Gene Ontology analysis predicted that MEG3 participates in cell adhesion, and most of its target genes are constituents of the extracellular matrix. MEG3 is one of the genes that regulate epithelial-mesenchymal transition (EMT), so its downregulation induces EMT in C2C12 myoblasts and inhibits myogenesis [46]. This lncRNA represses the intracellular cell adhesion molecule-1 (ICAM-1) expression by sponging the miR-147 to reduce cell viability and migration [47]. miR-147 has a target site in the promoter of the ICAM-1 gene and positively regulates its expression [47].

Due to the importance of PI3K/Akt signaling in controlling the main biological processes like cell growth, apoptosis, and migration [48], this pathway is exploited by multiple genes, including MEG3, to interfere with tumorigenesis [48]. Zhu et al. indicated that MEG3 acts as a tumor inhibitor by reversing miR-21-mediated activation of PI3K/Akt pathway in BC cells [48]. The inhibitory interference of MEG3 in the PI3K/AKT signaling is demonstrated in hepatocellular carcinoma [49], inflammatory disorders [50], and diabetic retinopathy (DR) [51]. Consistent with them, we have also predicted the PI3K/AKT signaling as the crucial pathway exploited by MEG3 to prevent the BC progression based on the KEGG analysis.

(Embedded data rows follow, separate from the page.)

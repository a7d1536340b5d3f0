//! # oracle-runtime
//!
//! Runtime providers for the Centi-Tenka oracle.
//!
//! ## Providers
//!
//! - **Gemini** (default): Google Generative Language API, `generateContent`
//!
//! ## Usage
//!
//! ```rust,ignore
//! use oracle_runtime::gemini::{GeminiConfig, GeminiProvider};
//!
//! let provider = GeminiProvider::from_config(GeminiConfig::from_env())?;
//! let oracle = QueryAssistant::new(Arc::new(provider), OracleConfig::from_env());
//! ```

#[cfg(feature = "gemini")]
pub mod gemini;

#[cfg(feature = "gemini")]
pub use gemini::{GeminiConfig, GeminiProvider};

// Re-export core types for convenience
pub use oracle_core::{
    LlmProvider, OracleConfig, OracleError, OracleState, Outcome, QueryAssistant, Result,
    Submission,
};
//! Query Assistant State Machine
//!
//! ```text
//!   idle ──submit──▶ pending ──success──▶ settled-success ─┐
//!                       ▲    └─failure──▶ settled-error ───┤
//!                       └───────────────submit─────────────┘
//! ```
//!
//! [`OracleState`] is pure data: it performs no I/O and holds no handles, so
//! the same machine backs the native [`QueryAssistant`](crate::QueryAssistant)
//! and the browser component.

use serde::{Deserialize, Serialize};

use crate::config::OracleConfig;
use crate::error::Result;
use crate::provider::Completion;

/// How the last request settled
#[derive(Clone, Copy, Debug, PartialEq, Eq, Serialize, Deserialize)]
#[serde(rename_all = "snake_case")]
pub enum Settlement {
    Success,
    Error,
}

/// Request lifecycle
#[derive(Clone, Copy, Debug, Default, PartialEq, Eq, Serialize, Deserialize)]
#[serde(rename_all = "snake_case")]
pub enum Phase {
    #[default]
    Idle,
    Pending,
    Settled(Settlement),
}

/// Why a submission was turned away
#[derive(Clone, Copy, Debug, PartialEq, Eq)]
pub enum IgnoreReason {
    /// Query is empty or whitespace only
    EmptyQuery,
    /// A request is still outstanding
    Pending,
}

impl std::fmt::Display for IgnoreReason {
    fn fmt(&self, f: &mut std::fmt::Formatter<'_>) -> std::fmt::Result {
        match self {
            Self::EmptyQuery => write!(f, "empty query"),
            Self::Pending => write!(f, "request pending"),
        }
    }
}

/// Result of one consultation as the visitor sees it
#[derive(Clone, Debug, PartialEq, Eq, Serialize, Deserialize)]
#[serde(tag = "outcome", content = "text", rename_all = "snake_case")]
pub enum Outcome {
    /// Provider text, verbatim
    Answered(String),
    /// Provider succeeded with an empty payload; carries the fallback text
    Silent(String),
    /// Any failure; carries the fixed error text
    Disrupted(String),
}

impl Outcome {
    /// Collapse a provider result into one of the visible outcomes
    pub fn from_result(result: Result<Completion>, config: &OracleConfig) -> Self {
        match result {
            Ok(completion) => match completion.non_empty_text() {
                Some(text) => Self::Answered(text.to_owned()),
                None => Self::Silent(config.fallback_message.clone()),
            },
            Err(_) => Self::Disrupted(config.error_message.clone()),
        }
    }

    /// Failure outcome without going through a provider result
    pub fn disrupted(config: &OracleConfig) -> Self {
        Self::Disrupted(config.error_message.clone())
    }

    /// Text to display
    pub fn text(&self) -> &str {
        match self {
            Self::Answered(t) | Self::Silent(t) | Self::Disrupted(t) => t,
        }
    }

    pub const fn is_success(&self) -> bool {
        !matches!(self, Self::Disrupted(_))
    }
}

/// What the rendering surface should show
#[derive(Clone, Copy, Debug, PartialEq, Eq)]
pub struct OracleView<'a> {
    pub query: &'a str,
    /// Busy indicator on, submit affordance disabled
    pub busy: bool,
    pub response: Option<&'a str>,
    pub error: Option<&'a str>,
}

/// Query, lifecycle flag, and result of the oracle
#[derive(Clone, Debug, Default, PartialEq, Eq)]
pub struct OracleState {
    query: String,
    phase: Phase,
    response: String,
    error: String,
}

impl OracleState {
    pub fn new() -> Self {
        Self::default()
    }

    /// Overwrite the query
    pub fn set_query(&mut self, query: impl Into<String>) {
        self.query = query.into();
    }

    pub fn query(&self) -> &str {
        &self.query
    }

    pub const fn phase(&self) -> Phase {
        self.phase
    }

    pub const fn is_pending(&self) -> bool {
        matches!(self.phase, Phase::Pending)
    }

    /// Last response, empty when none
    pub fn response(&self) -> &str {
        &self.response
    }

    /// Last error, empty when none
    pub fn error(&self) -> &str {
        &self.error
    }

    /// Whether a submission right now would be accepted
    pub fn check_submit(&self) -> std::result::Result<(), IgnoreReason> {
        if self.query.trim().is_empty() {
            return Err(IgnoreReason::EmptyQuery);
        }
        if self.is_pending() {
            return Err(IgnoreReason::Pending);
        }
        Ok(())
    }

    /// Accept a submission: enter pending, clear the previous result, and
    /// hand back the prompt to send.
    ///
    /// A rejected submission leaves the state untouched.
    pub fn begin(&mut self) -> std::result::Result<String, IgnoreReason> {
        self.check_submit()?;
        self.phase = Phase::Pending;
        self.response.clear();
        self.error.clear();
        Ok(self.query.clone())
    }

    /// Apply the outcome of the outstanding request.
    ///
    /// Returns `false` (and changes nothing) if no request is pending.
    pub fn settle(&mut self, outcome: &Outcome) -> bool {
        if !self.is_pending() {
            return false;
        }
        match outcome {
            Outcome::Answered(text) | Outcome::Silent(text) => {
                self.response.clone_from(text);
                self.error.clear();
                self.phase = Phase::Settled(Settlement::Success);
            }
            Outcome::Disrupted(text) => {
                self.response.clear();
                self.error.clone_from(text);
                self.phase = Phase::Settled(Settlement::Error);
            }
        }
        true
    }

    pub fn view(&self) -> OracleView<'_> {
        OracleView {
            query: &self.query,
            busy: self.is_pending(),
            response: Some(self.response.as_str()).filter(|r| !r.is_empty()),
            error: Some(self.error.as_str()).filter(|e| !e.is_empty()),
        }
    }
}

#[cfg(test)]
mod tests {
    use super::*;
    use crate::config::SILENT_MESSAGE;
    use crate::error::{DISRUPTED_MESSAGE, OracleError};

    fn pending(query: &str) -> OracleState {
        let mut state = OracleState::new();
        state.set_query(query);
        state.begin().unwrap();
        state
    }

    #[test]
    fn test_blank_query_is_ignored() {
        for query in ["", "   ", "\n\t "] {
            let mut state = OracleState::new();
            state.set_query(query);
            let before = state.clone();

            assert_eq!(state.begin(), Err(IgnoreReason::EmptyQuery));
            assert_eq!(state, before);
        }
    }

    #[test]
    fn test_begin_enters_pending_and_returns_prompt() {
        let mut state = OracleState::new();
        state.set_query("  What is the essence of beauty?");

        assert_eq!(state.begin().as_deref(), Ok("  What is the essence of beauty?"));
        assert_eq!(state.phase(), Phase::Pending);
        assert!(state.view().busy);
    }

    #[test]
    fn test_second_begin_while_pending_is_ignored() {
        let mut state = pending("first");
        state.set_query("second");

        assert_eq!(state.begin(), Err(IgnoreReason::Pending));
        assert!(state.is_pending());
    }

    #[test]
    fn test_answer_is_stored_verbatim() {
        let mut state = pending("beauty?");
        let config = OracleConfig::default();
        let outcome = Outcome::from_result(
            Ok(Completion::text("m", "Beauty is silence made visible.")),
            &config,
        );

        assert!(state.settle(&outcome));
        assert_eq!(state.phase(), Phase::Settled(Settlement::Success));
        assert_eq!(state.view().response, Some("Beauty is silence made visible."));
        assert_eq!(state.view().error, None);
        assert!(!state.view().busy);
    }

    #[test]
    fn test_empty_payload_shows_fallback() {
        let mut state = pending("beauty?");
        let config = OracleConfig::default();

        state.settle(&Outcome::from_result(Ok(Completion::empty("m")), &config));
        assert_eq!(state.response(), SILENT_MESSAGE);
        assert_eq!(state.phase(), Phase::Settled(Settlement::Success));
    }

    #[test]
    fn test_failure_shows_fixed_message_only() {
        let mut state = pending("beauty?");
        let config = OracleConfig::default();
        let err = OracleError::Auth("API key not valid. Please pass a valid API key.".into());

        state.settle(&Outcome::from_result(Err(err), &config));
        assert_eq!(state.error(), DISRUPTED_MESSAGE);
        assert!(!state.error().contains("API key not valid"));
        assert_eq!(state.response(), "");
        assert_eq!(state.phase(), Phase::Settled(Settlement::Error));
    }

    #[test]
    fn test_resubmit_after_failure_clears_error() {
        let mut state = pending("first");
        state.settle(&Outcome::disrupted(&OracleConfig::default()));
        assert!(!state.error().is_empty());

        state.set_query("second");
        state.begin().unwrap();
        assert_eq!(state.error(), "");
        assert_eq!(state.response(), "");

        state.settle(&Outcome::Answered("Stillness.".into()));
        assert_eq!(state.response(), "Stillness.");
        assert_eq!(state.error(), "");
    }

    #[test]
    fn test_settle_without_pending_is_noop() {
        let mut state = OracleState::new();
        assert!(!state.settle(&Outcome::Answered("stray".into())));
        assert_eq!(state.phase(), Phase::Idle);
        assert_eq!(state.response(), "");
    }

    #[test]
    fn test_disrupted_uses_configured_message() {
        let config = OracleConfig {
            error_message: "The ether is quiet.".into(),
            ..OracleConfig::default()
        };

        let outcome = Outcome::from_result(Err(OracleError::Unavailable("dns".into())), &config);
        assert!(!outcome.is_success());
        assert_eq!(outcome.text(), "The ether is quiet.");
        assert_eq!(Outcome::disrupted(&config), outcome);
        assert_eq!(Outcome::disrupted(&OracleConfig::default()).text(), DISRUPTED_MESSAGE);
    }
}
use async_trait::async_trait;
use contracts::domain::a001_merchant_account::aggregate::MerchantAccount;
use contracts::domain::a007_store_order::aggregate::{OrderLine, ShippingAddress, StoreOrder};

use crate::domain::a001_merchant_account::repository as merchants;

/// Picks the merchant account that should fulfill one destination of
/// an order. Injected into the creator so routing policy stays
/// swappable.
#[async_trait]
pub trait MerchantFinder: Send + Sync {
    async fn find(
        &self,
        order: &StoreOrder,
        address: &ShippingAddress,
        lines: &[OrderLine],
    ) -> anyhow::Result<MerchantAccount>;
}

/// Default policy: the first configured merchant account handles
/// everything
pub struct FirstMerchantFinder;

#[async_trait]
impl MerchantFinder for FirstMerchantFinder {
    async fn find(
        &self,
        _order: &StoreOrder,
        _address: &ShippingAddress,
        _lines: &[OrderLine],
    ) -> anyhow::Result<MerchantAccount> {
        merchants::list_all()
            .await?
            .into_iter()
            .next()
            .ok_or_else(|| anyhow::anyhow!("no merchant account is configured"))
    }
}
use crate::domain::a001_merchant_account::aggregate::MerchantAccountId;
use crate::domain::common::{AggregateId, BaseAggregate};
use serde::{Deserialize, Serialize};
use uuid::Uuid;

#[derive(Debug, Clone, Copy, PartialEq, Eq, Hash, Serialize, Deserialize)]
pub struct CatalogProductId(pub Uuid);

impl CatalogProductId {
    pub fn new(value: Uuid) -> Self {
        Self(value)
    }

    pub fn new_v4() -> Self {
        Self(Uuid::new_v4())
    }

    pub fn value(&self) -> Uuid {
        self.0
    }
}

impl AggregateId for CatalogProductId {
    fn as_string(&self) -> String {
        self.0.to_string()
    }

    fn from_string(s: &str) -> Result<Self, String> {
        Uuid::parse_str(s)
            .map(CatalogProductId::new)
            .map_err(|e| format!("Invalid UUID: {}", e))
    }
}

/// Store catalog product. Only the fields the feed export and the
/// reconcilers actually read are modelled here; `description` on the
/// base carries the product title.
#[derive(Debug, Clone, Serialize, Deserialize)]
pub struct CatalogProduct {
    #[serde(flatten)]
    pub base: BaseAggregate<CatalogProductId>,

    pub upc: Option<String>,
    pub brand: Option<String>,
}

impl CatalogProduct {
    pub fn new_for_insert(title: String, upc: Option<String>) -> Self {
        Self {
            base: BaseAggregate::new(CatalogProductId::new_v4(), String::new(), title),
            upc,
            brand: None,
        }
    }

    pub fn title(&self) -> &str {
        &self.base.description
    }

    pub fn before_write(&mut self) {
        self.base.touch();
    }
}

/// Authoritative available-quantity record for a product/partner pair.
/// The inventory reconciler updates these and creates missing ones
/// when a merchant/product pairing is discovered without one.
#[derive(Debug, Clone, Serialize, Deserialize)]
pub struct StockRecord {
    pub id: Uuid,
    pub product: CatalogProductId,
    pub merchant: Option<MerchantAccountId>,
    pub partner_sku: String,
    pub num_in_stock: i32,
    pub num_allocated: i32,
}

impl StockRecord {
    pub fn new(
        product: CatalogProductId,
        merchant: Option<MerchantAccountId>,
        partner_sku: String,
    ) -> Self {
        Self {
            id: Uuid::new_v4(),
            product,
            merchant,
            partner_sku,
            num_in_stock: 0,
            num_allocated: 0,
        }
    }
}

LncSEA data guided our study toward a significant interaction between MEG3 and cisplatin. This interaction is not strange because, in triple-negative breast cancer (TNBC), cisplatin (DDP) utilizes MEG3 expression to exert its anti-tumor effect [52]. DDP-related upregulation of MEG3 promotes the NLRP3/caspase-1/GSDMD pyroptosis pathway and sensitizes TNBC to cisplatin [52]. The low expression level of MEG3 in cisplatin-resistant cells of non-small cell lung cancer (NSCLC) is another proof demonstrating the effect of MEG3 on the tumor cell response to cisplatin [53].

Some obstacles should be mentioned despite the scientific relevance of the findings. First, the results are obtained using organic bioinformatics techniques and are entirely reliant on the TCGA database. Even if certain conclusions had been confirmed by the GEPIA database, the discoveries needed to be evaluated. Second, a typical follow-up period should be used to examine the prognostic signature of MEG3 (three to 5 years).

Conclusion

According to the findings, MEG3 may have a significant role in critical pathways such as apoptosis and interactions with crucial genes and proteins, as well as in the prognosis, proliferation, migration, invasion, and metastasis of BC. More clinical data is necessary to determine the precise role of MEG3.